## THE TASK
In the data below, find the line that contains "self.emitted == 0 && self.failed == 0" and the line that contains "under the lock". Copy both, plus every line between them, exactly.

■ ■ ■

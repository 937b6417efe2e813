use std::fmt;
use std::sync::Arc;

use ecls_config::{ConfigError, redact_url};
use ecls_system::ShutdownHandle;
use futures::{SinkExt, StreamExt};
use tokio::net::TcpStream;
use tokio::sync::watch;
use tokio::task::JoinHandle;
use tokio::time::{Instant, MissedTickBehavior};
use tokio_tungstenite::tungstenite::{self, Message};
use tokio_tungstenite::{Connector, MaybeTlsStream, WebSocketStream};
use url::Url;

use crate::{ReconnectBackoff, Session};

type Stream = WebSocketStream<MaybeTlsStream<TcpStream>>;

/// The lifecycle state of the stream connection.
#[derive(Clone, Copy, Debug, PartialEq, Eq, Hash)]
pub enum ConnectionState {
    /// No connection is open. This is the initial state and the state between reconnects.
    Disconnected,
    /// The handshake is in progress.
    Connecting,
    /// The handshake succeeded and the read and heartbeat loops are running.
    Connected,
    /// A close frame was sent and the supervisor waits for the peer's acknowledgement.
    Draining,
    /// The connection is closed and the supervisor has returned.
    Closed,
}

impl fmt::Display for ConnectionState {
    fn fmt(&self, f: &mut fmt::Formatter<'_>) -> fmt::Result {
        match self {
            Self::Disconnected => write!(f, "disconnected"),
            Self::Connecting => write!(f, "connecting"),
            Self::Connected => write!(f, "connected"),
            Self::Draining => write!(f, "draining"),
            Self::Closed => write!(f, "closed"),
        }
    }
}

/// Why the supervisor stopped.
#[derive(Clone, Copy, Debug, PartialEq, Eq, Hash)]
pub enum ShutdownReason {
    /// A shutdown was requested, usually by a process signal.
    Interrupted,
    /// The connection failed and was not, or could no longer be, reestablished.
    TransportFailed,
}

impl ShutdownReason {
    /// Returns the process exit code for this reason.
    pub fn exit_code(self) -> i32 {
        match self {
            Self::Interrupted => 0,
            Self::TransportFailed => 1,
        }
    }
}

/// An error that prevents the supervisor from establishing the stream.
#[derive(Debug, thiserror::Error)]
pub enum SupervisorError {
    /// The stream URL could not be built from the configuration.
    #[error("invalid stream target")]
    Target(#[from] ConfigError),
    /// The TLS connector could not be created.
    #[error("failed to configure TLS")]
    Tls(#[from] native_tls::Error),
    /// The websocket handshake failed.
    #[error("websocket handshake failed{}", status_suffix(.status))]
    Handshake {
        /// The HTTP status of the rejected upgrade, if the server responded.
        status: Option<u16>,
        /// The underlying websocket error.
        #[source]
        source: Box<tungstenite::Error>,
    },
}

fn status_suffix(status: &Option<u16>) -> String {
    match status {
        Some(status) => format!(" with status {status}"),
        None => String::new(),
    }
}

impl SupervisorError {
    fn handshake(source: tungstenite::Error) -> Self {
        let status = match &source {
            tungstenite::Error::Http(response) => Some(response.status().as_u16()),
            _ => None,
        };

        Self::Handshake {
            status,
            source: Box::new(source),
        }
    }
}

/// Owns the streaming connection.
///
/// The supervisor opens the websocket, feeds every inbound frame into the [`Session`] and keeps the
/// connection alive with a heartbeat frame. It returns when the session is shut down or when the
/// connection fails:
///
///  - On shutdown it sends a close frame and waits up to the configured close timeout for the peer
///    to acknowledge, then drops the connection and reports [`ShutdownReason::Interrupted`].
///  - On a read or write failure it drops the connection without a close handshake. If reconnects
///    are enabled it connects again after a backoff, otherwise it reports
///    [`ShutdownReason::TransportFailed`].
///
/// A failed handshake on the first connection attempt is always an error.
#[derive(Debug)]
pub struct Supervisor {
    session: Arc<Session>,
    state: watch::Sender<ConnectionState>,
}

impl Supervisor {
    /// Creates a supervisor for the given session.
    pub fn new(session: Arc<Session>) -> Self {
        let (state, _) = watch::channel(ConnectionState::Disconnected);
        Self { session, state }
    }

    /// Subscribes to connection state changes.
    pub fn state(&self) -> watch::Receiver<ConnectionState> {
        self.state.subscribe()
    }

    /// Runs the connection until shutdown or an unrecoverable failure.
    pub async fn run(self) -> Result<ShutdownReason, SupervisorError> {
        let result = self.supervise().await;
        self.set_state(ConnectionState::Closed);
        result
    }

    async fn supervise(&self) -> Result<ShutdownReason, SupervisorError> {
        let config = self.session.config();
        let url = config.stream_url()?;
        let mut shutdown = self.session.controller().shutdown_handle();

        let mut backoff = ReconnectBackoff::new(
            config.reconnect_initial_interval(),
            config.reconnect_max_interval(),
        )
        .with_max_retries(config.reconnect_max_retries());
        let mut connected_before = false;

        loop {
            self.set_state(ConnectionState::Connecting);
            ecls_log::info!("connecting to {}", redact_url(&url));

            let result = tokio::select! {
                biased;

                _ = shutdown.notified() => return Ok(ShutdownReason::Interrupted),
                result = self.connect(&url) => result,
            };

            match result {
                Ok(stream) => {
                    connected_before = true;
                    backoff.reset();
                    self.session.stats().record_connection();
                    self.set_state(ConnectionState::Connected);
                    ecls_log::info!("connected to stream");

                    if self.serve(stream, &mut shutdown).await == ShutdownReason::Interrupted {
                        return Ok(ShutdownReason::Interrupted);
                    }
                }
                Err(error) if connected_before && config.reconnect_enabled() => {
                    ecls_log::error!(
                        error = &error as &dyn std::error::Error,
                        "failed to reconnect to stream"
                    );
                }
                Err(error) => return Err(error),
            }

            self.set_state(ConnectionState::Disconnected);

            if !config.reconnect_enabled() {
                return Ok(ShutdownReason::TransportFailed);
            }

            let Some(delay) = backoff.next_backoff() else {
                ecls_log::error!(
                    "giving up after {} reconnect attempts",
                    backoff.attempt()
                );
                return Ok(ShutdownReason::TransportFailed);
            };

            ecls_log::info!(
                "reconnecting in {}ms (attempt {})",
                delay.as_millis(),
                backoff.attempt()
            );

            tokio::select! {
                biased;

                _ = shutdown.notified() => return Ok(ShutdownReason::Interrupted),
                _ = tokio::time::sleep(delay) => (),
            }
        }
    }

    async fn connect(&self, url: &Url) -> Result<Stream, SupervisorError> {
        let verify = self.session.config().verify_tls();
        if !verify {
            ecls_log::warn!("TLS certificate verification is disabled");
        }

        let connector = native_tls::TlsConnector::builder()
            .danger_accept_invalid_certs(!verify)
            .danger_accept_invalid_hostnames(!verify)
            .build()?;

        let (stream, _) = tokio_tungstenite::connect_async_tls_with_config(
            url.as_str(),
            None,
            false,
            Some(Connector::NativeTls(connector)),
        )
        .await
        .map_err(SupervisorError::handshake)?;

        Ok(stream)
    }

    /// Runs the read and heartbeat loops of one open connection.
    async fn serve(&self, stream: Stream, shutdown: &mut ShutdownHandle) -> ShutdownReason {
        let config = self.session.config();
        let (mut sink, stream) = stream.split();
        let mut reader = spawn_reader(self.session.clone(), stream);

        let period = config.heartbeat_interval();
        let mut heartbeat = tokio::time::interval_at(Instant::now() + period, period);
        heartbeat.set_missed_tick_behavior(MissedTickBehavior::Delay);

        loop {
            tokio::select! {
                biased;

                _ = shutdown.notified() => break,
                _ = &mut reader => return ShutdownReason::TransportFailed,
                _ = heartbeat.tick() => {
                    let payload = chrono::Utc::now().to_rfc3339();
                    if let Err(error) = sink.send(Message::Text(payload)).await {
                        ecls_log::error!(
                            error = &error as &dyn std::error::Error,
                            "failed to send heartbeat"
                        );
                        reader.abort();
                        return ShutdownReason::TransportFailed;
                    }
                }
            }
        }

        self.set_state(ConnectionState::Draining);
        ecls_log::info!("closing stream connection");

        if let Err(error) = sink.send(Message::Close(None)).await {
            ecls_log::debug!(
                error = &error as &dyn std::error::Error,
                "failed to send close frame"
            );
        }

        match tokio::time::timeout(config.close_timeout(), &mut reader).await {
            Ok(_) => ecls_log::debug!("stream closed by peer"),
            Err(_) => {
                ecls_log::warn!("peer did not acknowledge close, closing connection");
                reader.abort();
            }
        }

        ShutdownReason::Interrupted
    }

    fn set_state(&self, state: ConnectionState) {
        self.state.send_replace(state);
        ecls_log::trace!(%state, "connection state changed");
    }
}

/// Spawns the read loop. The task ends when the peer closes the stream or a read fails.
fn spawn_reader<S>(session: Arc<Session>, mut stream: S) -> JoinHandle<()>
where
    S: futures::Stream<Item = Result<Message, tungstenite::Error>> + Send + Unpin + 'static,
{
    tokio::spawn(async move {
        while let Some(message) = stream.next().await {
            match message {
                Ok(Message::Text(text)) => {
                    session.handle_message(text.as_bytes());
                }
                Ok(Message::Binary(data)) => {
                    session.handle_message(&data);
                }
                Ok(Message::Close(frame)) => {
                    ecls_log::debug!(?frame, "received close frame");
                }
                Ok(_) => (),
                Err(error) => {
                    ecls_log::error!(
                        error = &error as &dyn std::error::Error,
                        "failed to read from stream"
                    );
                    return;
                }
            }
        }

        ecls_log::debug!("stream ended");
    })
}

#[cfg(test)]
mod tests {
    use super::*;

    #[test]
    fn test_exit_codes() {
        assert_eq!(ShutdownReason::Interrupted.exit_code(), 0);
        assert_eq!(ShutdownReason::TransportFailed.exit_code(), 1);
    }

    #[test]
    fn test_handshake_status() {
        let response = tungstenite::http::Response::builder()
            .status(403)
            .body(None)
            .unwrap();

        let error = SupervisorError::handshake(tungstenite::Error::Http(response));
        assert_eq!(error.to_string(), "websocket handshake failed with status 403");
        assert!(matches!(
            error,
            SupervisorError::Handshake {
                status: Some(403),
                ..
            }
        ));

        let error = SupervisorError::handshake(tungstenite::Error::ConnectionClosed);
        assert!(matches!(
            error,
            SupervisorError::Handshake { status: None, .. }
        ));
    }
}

■ ■ ■

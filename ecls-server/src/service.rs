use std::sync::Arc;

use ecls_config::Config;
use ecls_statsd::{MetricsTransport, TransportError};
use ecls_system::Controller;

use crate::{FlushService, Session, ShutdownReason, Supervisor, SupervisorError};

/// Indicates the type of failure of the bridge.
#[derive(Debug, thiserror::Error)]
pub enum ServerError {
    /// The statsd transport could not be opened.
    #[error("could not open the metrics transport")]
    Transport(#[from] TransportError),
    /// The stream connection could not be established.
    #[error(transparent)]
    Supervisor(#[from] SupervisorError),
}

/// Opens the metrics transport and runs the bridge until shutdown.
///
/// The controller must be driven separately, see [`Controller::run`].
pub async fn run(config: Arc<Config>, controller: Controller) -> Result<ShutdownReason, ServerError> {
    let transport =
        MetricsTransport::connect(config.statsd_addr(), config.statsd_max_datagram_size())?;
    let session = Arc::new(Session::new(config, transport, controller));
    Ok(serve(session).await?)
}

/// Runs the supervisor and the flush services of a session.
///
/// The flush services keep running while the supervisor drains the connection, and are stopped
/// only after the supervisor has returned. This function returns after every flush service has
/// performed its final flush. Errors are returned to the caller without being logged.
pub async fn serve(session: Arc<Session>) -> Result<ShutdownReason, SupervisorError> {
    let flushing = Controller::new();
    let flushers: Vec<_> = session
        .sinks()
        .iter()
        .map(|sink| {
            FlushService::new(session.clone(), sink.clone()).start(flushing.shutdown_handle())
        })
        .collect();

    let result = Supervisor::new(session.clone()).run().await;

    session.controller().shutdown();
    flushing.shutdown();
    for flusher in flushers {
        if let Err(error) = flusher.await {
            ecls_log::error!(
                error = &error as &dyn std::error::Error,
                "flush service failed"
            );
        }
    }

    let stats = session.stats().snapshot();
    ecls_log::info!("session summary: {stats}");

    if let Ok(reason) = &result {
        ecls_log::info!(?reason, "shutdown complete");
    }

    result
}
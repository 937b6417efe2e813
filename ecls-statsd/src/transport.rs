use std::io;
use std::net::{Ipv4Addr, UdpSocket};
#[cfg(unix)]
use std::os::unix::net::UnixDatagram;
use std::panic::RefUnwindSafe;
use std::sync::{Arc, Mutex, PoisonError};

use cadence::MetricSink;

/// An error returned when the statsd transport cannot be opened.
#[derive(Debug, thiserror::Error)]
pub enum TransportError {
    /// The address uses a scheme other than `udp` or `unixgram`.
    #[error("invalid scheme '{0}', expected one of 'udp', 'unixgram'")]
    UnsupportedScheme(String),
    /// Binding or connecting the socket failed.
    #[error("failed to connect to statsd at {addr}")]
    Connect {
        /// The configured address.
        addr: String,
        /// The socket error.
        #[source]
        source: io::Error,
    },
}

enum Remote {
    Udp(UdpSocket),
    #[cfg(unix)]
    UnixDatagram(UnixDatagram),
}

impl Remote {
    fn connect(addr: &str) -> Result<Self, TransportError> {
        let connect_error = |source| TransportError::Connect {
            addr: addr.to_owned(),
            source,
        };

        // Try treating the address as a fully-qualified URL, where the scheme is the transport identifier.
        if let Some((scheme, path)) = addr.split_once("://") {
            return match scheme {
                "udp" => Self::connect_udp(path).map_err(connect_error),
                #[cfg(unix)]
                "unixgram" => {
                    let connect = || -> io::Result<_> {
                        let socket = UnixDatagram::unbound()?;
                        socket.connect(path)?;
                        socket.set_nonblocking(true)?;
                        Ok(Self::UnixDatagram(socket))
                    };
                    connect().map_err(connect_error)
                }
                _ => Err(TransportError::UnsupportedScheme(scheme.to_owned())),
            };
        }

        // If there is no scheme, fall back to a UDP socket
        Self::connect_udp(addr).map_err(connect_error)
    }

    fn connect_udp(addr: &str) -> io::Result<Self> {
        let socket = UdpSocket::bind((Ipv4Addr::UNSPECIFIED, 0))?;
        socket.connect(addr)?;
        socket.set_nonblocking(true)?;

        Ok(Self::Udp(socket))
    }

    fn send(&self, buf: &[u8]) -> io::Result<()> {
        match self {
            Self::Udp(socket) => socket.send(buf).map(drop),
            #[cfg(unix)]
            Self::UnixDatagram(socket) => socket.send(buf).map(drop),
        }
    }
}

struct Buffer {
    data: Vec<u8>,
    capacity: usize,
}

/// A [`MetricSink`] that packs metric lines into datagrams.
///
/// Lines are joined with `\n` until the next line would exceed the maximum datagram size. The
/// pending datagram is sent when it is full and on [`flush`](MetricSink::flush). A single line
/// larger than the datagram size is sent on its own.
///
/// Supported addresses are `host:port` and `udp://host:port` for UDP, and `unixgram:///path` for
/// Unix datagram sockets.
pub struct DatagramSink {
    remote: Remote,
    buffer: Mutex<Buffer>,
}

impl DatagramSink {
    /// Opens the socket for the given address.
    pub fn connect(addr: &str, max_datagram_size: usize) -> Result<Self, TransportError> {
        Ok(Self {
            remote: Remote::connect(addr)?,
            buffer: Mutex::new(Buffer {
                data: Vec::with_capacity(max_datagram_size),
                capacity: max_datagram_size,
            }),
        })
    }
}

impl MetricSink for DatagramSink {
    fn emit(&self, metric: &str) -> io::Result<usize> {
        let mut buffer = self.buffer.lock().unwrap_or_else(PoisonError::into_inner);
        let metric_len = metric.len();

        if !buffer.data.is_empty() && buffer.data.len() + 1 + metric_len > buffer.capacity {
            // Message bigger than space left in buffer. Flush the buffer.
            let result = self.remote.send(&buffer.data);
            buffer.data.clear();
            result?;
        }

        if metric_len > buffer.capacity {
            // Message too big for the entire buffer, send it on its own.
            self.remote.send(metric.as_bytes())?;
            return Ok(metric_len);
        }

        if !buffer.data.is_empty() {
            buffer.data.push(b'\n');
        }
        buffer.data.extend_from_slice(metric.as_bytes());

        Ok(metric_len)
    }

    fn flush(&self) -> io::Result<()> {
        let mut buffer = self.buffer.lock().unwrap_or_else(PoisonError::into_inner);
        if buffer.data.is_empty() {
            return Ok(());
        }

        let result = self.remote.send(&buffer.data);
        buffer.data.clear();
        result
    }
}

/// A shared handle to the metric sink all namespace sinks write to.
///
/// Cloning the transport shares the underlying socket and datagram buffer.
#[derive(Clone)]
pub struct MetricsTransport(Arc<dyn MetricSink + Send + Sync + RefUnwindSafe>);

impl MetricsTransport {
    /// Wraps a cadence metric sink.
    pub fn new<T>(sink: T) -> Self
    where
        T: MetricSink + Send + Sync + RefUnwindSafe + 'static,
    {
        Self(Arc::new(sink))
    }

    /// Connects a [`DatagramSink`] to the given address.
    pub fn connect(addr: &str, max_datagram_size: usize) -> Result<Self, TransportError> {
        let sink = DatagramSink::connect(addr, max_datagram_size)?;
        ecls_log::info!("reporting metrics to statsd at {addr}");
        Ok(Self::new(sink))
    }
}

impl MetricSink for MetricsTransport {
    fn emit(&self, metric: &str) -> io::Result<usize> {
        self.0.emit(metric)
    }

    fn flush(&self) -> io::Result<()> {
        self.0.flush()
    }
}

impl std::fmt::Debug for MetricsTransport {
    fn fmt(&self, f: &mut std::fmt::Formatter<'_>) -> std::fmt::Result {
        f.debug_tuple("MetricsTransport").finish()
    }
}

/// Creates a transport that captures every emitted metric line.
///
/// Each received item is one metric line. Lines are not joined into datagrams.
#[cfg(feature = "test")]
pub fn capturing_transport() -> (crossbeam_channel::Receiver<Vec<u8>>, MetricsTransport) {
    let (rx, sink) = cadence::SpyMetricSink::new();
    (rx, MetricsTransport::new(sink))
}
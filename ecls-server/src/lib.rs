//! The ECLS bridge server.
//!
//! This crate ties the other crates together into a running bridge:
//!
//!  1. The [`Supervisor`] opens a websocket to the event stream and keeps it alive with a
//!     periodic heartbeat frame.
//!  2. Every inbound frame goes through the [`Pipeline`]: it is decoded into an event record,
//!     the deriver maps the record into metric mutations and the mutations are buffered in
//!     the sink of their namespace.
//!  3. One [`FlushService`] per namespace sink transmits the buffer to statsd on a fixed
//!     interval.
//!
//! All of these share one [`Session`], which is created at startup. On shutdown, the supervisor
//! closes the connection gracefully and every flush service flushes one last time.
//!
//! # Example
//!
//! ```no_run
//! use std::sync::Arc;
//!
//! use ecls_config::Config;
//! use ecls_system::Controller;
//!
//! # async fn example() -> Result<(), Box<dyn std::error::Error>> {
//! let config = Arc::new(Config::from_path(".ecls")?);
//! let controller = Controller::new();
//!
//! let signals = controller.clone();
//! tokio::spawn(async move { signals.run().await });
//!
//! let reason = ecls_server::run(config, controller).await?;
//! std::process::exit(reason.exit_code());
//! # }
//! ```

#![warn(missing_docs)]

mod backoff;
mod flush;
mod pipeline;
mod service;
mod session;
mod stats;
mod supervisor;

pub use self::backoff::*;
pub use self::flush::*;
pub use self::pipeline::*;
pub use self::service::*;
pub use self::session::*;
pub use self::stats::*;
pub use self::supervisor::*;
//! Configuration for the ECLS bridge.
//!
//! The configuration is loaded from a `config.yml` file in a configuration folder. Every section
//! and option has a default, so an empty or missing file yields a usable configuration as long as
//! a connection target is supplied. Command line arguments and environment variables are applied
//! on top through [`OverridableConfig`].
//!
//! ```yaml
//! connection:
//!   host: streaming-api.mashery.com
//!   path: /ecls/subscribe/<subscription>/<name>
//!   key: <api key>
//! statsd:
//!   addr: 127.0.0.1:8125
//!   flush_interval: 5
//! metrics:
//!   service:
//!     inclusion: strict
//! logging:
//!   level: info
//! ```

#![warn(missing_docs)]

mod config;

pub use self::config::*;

■ ■ ■

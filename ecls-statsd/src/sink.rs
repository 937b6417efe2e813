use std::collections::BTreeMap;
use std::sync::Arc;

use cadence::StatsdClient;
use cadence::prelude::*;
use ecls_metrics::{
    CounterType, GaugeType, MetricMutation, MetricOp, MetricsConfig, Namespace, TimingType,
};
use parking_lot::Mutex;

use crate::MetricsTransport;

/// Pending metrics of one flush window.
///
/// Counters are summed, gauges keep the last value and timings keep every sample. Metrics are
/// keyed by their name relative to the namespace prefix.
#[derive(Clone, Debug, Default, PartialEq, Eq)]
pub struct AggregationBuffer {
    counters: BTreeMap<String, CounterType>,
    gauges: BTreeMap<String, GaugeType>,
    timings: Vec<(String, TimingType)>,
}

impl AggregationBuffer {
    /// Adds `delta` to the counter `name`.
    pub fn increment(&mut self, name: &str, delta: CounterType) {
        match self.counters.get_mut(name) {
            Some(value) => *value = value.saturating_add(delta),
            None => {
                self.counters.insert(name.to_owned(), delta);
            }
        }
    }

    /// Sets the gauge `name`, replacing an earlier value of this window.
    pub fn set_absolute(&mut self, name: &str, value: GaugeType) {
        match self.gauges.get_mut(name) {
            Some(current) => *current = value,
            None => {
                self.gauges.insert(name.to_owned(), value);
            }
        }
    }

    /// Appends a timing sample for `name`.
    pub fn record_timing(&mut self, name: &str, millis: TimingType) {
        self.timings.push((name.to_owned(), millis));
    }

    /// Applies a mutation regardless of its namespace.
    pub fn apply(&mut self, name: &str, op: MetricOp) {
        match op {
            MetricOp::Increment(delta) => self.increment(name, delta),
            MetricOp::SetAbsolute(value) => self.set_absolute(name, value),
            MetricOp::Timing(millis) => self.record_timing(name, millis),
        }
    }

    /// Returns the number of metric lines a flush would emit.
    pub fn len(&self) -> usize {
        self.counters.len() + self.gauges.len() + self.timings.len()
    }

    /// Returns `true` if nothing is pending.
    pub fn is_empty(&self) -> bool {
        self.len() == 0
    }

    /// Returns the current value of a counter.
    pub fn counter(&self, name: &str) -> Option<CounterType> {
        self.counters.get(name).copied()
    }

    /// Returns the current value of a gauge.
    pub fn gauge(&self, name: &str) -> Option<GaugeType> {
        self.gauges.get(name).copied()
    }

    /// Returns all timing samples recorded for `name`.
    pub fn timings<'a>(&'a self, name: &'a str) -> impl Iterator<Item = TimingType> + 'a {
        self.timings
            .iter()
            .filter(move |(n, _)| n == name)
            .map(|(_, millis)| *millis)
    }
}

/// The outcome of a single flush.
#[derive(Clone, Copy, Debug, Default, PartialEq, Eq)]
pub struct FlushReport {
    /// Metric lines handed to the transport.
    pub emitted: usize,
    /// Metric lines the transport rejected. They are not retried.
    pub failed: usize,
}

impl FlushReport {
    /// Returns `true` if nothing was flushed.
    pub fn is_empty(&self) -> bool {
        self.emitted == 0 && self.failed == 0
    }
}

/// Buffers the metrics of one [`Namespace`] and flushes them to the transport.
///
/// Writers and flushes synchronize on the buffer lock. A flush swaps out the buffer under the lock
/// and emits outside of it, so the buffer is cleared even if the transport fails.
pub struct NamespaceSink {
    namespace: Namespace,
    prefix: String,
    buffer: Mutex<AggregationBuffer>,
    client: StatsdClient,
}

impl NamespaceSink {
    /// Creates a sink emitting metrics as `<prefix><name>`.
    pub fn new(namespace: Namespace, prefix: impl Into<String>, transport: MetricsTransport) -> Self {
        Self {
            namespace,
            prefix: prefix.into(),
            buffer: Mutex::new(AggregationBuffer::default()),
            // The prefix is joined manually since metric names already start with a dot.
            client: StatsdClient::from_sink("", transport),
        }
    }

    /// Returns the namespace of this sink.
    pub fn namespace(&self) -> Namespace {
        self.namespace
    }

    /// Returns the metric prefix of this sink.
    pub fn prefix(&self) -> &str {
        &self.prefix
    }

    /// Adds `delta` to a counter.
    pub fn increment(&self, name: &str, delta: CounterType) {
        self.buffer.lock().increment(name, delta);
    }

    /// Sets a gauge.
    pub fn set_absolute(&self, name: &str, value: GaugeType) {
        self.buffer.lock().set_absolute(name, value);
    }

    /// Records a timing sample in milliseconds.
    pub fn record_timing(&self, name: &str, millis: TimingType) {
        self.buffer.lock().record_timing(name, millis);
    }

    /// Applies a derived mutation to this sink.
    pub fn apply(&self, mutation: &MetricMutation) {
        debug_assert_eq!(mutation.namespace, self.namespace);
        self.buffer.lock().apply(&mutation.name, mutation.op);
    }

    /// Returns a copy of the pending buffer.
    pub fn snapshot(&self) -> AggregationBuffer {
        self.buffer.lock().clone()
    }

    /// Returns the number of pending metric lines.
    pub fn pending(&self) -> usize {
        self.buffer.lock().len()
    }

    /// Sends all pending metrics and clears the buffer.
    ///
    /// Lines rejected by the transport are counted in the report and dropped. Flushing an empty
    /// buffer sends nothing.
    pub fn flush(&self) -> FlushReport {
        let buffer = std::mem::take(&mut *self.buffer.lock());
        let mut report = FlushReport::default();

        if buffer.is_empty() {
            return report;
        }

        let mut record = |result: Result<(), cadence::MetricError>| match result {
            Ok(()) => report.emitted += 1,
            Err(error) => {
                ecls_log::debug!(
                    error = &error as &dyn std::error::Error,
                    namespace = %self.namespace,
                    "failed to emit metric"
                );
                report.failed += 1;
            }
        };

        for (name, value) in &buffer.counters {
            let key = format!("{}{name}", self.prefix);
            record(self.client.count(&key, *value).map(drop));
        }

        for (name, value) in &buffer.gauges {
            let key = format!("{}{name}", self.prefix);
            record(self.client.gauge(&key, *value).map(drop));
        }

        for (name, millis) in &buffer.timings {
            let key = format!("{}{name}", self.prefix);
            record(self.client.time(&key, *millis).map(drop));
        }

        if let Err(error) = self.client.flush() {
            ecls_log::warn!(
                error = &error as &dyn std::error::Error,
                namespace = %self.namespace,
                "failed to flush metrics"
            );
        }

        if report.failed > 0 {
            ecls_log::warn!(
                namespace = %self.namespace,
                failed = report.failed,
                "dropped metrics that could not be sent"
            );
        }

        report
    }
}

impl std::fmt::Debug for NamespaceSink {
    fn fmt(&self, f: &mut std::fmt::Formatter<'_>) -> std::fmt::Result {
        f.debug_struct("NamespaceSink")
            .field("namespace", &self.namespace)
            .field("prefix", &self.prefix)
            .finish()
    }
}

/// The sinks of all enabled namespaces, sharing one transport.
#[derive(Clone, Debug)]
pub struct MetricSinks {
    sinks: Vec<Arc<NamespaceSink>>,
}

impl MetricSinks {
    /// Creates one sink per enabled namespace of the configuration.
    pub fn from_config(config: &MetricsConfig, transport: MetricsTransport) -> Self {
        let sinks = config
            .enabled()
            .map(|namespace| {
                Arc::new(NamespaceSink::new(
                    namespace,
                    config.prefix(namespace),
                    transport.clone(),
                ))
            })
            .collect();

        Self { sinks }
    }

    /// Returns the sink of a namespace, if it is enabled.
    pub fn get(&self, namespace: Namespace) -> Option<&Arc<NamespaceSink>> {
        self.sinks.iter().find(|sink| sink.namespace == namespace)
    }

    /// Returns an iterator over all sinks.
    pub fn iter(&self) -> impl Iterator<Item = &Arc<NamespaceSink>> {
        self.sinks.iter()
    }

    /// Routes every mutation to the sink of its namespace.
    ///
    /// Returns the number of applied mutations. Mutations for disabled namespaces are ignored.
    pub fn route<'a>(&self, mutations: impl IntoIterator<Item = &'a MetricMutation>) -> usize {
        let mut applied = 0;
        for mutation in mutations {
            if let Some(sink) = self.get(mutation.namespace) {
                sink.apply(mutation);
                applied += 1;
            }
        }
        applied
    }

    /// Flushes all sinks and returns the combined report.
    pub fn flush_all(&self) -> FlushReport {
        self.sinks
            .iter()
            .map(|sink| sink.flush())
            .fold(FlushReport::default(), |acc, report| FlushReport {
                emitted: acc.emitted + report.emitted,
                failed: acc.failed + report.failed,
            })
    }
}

■ ■ ■

## THE ANSWER
        self.emitted == 0 && self.failed == 0
    }
}

/// Buffers the metrics of one [`Namespace`] and flushes them to the transport.
///
/// Writers and flushes synchronize on the buffer lock. A flush swaps out the buffer under the lock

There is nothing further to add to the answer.